For what stupid reason should I be merciful? Why couldn't I do what I wanted, which was to grab my translator and offer him another opinion: "Are you an idiot?" Why did I have to act normal, as if that was what I expected to happen to me that day when I left the house? Why can't I be a tough girl, a Thelma or a Louise, and screw myself over?If I was man, I could get away with murder. But I am girl, so I have mental disorder"("If I were a man, I could get away with it. But I'm a girl, so I have a mental disorder"), rapper Princess Nokia says in the song Blue velvetI suppose that's precisely why. Because women are experts at experiencing things that haven't happened to us, because we've found a protective system in our delusions.

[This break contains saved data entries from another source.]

//! Property-based tests for causes and exits.
//!
//! Uses proptest to generate random cause trees and verify the algebra
//! holds under semantic equality.

use proptest::prelude::*;
use skein_runtime::{Cause, Exit, FiberId};

/// Strategy for generating leaves, including the empty cause.
fn leaf() -> impl Strategy<Value = Cause<u8>> {
    prop_oneof![
        Just(Cause::Empty),
        any::<u8>().prop_map(Cause::fail),
        "[a-z]{1,4}".prop_map(|message: String| Cause::die(message)),
        Just(Cause::interrupt(FiberId::NONE)),
    ]
}

/// Strategy for generating cause trees up to a few levels deep.
fn cause() -> impl Strategy<Value = Cause<u8>> {
    leaf().prop_recursive(4, 32, 2, |inner| {
        prop_oneof![
            (inner.clone(), inner.clone()).prop_map(|(a, b)| a.then(b)),
            (inner.clone(), inner).prop_map(|(a, b)| a.both(b)),
        ]
    })
}

fn interrupt_count(cause: &Cause<u8>) -> usize {
    match cause {
        Cause::Interrupt(_) => 1,
        Cause::Then(l, r) | Cause::Both(l, r) => interrupt_count(l) + interrupt_count(r),
        _ => 0,
    }
}

fn leaf_count(cause: &Cause<u8>) -> usize {
    cause.failures().len() + cause.defects().len() + interrupt_count(cause)
}

proptest! {
    /// Empty is the identity of both compositions
    #[test]
    fn empty_is_identity(a in cause()) {
        prop_assert_eq!(a.clone().then(Cause::Empty), a.clone());
        prop_assert_eq!(Cause::Empty.then(a.clone()), a.clone());
        prop_assert_eq!(a.clone().both(Cause::Empty), a.clone());
        prop_assert_eq!(Cause::Empty.both(a.clone()), a);
    }

    /// Sequential composition is associative
    #[test]
    fn then_is_associative(a in cause(), b in cause(), c in cause()) {
        let left = a.clone().then(b.clone()).then(c.clone());
        let right = a.then(b.then(c));
        prop_assert_eq!(left, right);
    }

    /// Parallel composition is associative and commutative
    #[test]
    fn both_is_associative_and_commutative(a in cause(), b in cause(), c in cause()) {
        prop_assert_eq!(a.clone().both(b.clone()), b.clone().both(a.clone()));
        let left = a.clone().both(b.clone()).both(c.clone());
        let right = a.both(b.both(c));
        prop_assert_eq!(left, right);
    }

    /// Composition never discards a leaf
    #[test]
    fn composition_keeps_every_leaf(a in cause(), b in cause()) {
        let total = leaf_count(&a) + leaf_count(&b);
        prop_assert_eq!(leaf_count(&a.clone().then(b.clone())), total);
        prop_assert_eq!(leaf_count(&a.both(b)), total);
    }

    /// Emptiness agrees with the leaf count
    #[test]
    fn empty_iff_no_leaves(a in cause()) {
        prop_assert_eq!(a.is_empty(), leaf_count(&a) == 0);
    }

    /// Sequential zip of exits keeps the causes in order
    #[test]
    fn exit_zip_sequences_causes(a in cause(), b in cause()) {
        prop_assume!(!a.is_empty() && !b.is_empty());
        let zipped = Exit::<u8, ()>::fail_cause(a.clone()).zip(Exit::<u8, ()>::fail_cause(b.clone()));
        prop_assert_eq!(zipped.into_cause(), a.then(b));
    }

    /// Mapping failures keeps the shape
    #[test]
    fn map_preserves_leaves(a in cause()) {
        let mapped = a.clone().map(u16::from);
        prop_assert_eq!(mapped.failures().len(), a.failures().len());
        prop_assert_eq!(mapped.defects().len(), a.defects().len());
        prop_assert_eq!(mapped.is_empty(), a.is_empty());
    }
}
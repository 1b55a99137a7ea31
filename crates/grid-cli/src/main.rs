fn main() {
    if let Err(e) = grid_cli::run() {
        eprintln!("Error: {}", e);
        std::process::exit(1);
    }
}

I never thought I'd say this, but being confronted through a simultaneous translator app can be more intimidating than being confronted in person. That coldness, that total one-sidedness, devoid of any interest in the other person, without even expecting a reaction, hides a disturbing unpredictability. So, after my grimace, I went back to my phone, trying to exist as little as possible, breathing very shallowly, reducing all body movement to my thumb, as if doing anything other than... scroll On the screen, she could be interpreted as an invited guest. All this to prevent what was already happening in my head: her insisting on chatting with me, her blocking my exit when I tried to pass, her following me through the station, her getting in the elevator with me. Things that happen in your head, but are stored in your body's memory as tremors, tension in every muscle, and a racing heart. Things that never happened, yet feel as if they've already happened.